Start of Records for the task
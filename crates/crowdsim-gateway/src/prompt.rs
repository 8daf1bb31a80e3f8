//! Turn prompt construction: scenario framing, transcript, speaker cue.
//!
//! Pure string formatting with no error conditions. The output format
//! contract (asterisk-wrapped percentage, 40-word cap) is what the
//! likelihood extractor later parses back out of the completion.

use std::fmt::Write as _;

use crate::persona::Persona;
use crate::simulation::{ConversationEntry, SimulationRequest};

/// Literal used in place of the transcript before anyone has spoken.
pub const EMPTY_TRANSCRIPT_PLACEHOLDER: &str = "No conversation yet";

fn render_transcript(history: &[ConversationEntry]) -> String {
    if history.is_empty() {
        return EMPTY_TRANSCRIPT_PLACEHOLDER.to_string();
    }
    history
        .iter()
        .map(|entry| format!("{}: {}", entry.sender, entry.content))
        .collect::<Vec<_>>()
        .join("\n")
}

/// Build the full prompt for one turn. Always contains the product name, the
/// product cost, and the speaker's name verbatim.
pub fn build_turn_prompt(
    request: &SimulationRequest,
    history: &[ConversationEntry],
    speaker: &Persona,
) -> String {
    let mut context = format!(
        "You are simulating a society reacting to a new product: {} ({}, cost: ${}). \
         The initial message was: \"{}\". Here's the current conversation:\n{}\n",
        request.product_name,
        request.product_description,
        request.product_cost,
        request.exposure_message,
        render_transcript(history),
    );
    let _ = write!(
        context,
        "The next person to speak is {}. This persona's traits are: {}.",
        speaker.name,
        speaker.traits.render(),
    );
    context.push_str(
        " Think according to this persona's interests and either contribute something new \
         to the chat or agree or argue with previous messages. Do not repeat any message. \
         Entire response must put value to the conversation and be human-like, not a single \
         phrase should be said that suggests the response is generated by an AI. Respond in \
         no more than 40 words, and also estimate the likelihood (in percentage) of this \
         persona buying the product based on their message, enclosed within asterisks \
         (e.g., *50%*); don't include \"** **\", \"\\n\" or any unnecessary characters \
         anywhere in your response.",
    );
    format!("{context}\n\n{} is about to speak.", speaker.name)
}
End of Records for the task
Work instructions >> Every entry must come back exactly as written above.

Response to this exercise >>
filename crates/crowdsim-gateway/src/prompt.rs
repository 8daf1bb31a80e3f8
//! Turn prompt construction: scenario framing, transcript, speaker cue.
//!
//! Pure string formatting with no error conditions. The output format
//! contract (asterisk-wrapped percentage, 40-word cap) is what the
//! likelihood extractor later parses back out of the completion.

use std::fmt::Write as _;

use crate::persona::Persona;
use crate::simulation::{ConversationEntry, SimulationRequest};

/// Literal used in place of the transcript before anyone has spoken.
pub const EMPTY_TRANSCRIPT_PLACEHOLDER: &str = "No conversation yet";

fn render_transcript(history: &[ConversationEntry]) -> String {
    if history.is_empty() {
        return EMPTY_TRANSCRIPT_PLACEHOLDER.to_string();
    }
    history
        .iter()
        .map(|entry| format!("{}: {}", entry.sender, entry.content))
        .collect::<Vec<_>>()
        .join("\n")
}

/// Build the full prompt for one turn. Always contains the product name, the
/// product cost, and the speaker's name verbatim.
pub fn build_turn_prompt(
    request: &SimulationRequest,
    history: &[ConversationEntry],
    speaker: &Persona,
) -> String {
    let mut context = format!(
        "You are simulating a society reacting to a new product: {} ({}, cost: ${}). \
         The initial message was: \"{}\". Here's the current conversation:\n{}\n",
        request.product_name,
        request.product_description,
        request.product_cost,
        request.exposure_message,
        render_transcript(history),
    );
    let _ = write!(
        context,
        "The next person to speak is {}. This persona's traits are: {}.",
        speaker.name,
        speaker.traits.render(),
    );
    context.push_str(
        " Think according to this persona's interests and either contribute something new \
         to the chat or agree or argue with previous messages. Do not repeat any message. \
         Entire response must put value to the conversation and be human-like, not a single \
         phrase should be said that suggests the response is generated by an AI. Respond in \
         no more than 40 words, and also estimate the likelihood (in percentage) of this \
         persona buying the product based on their message, enclosed within asterisks \
         (e.g., *50%*); don't include \"** **\", \"\\n\" or any unnecessary characters \
         anywhere in your response.",
    );
    format!("{context}\n\n{} is about to speak.", speaker.name)
}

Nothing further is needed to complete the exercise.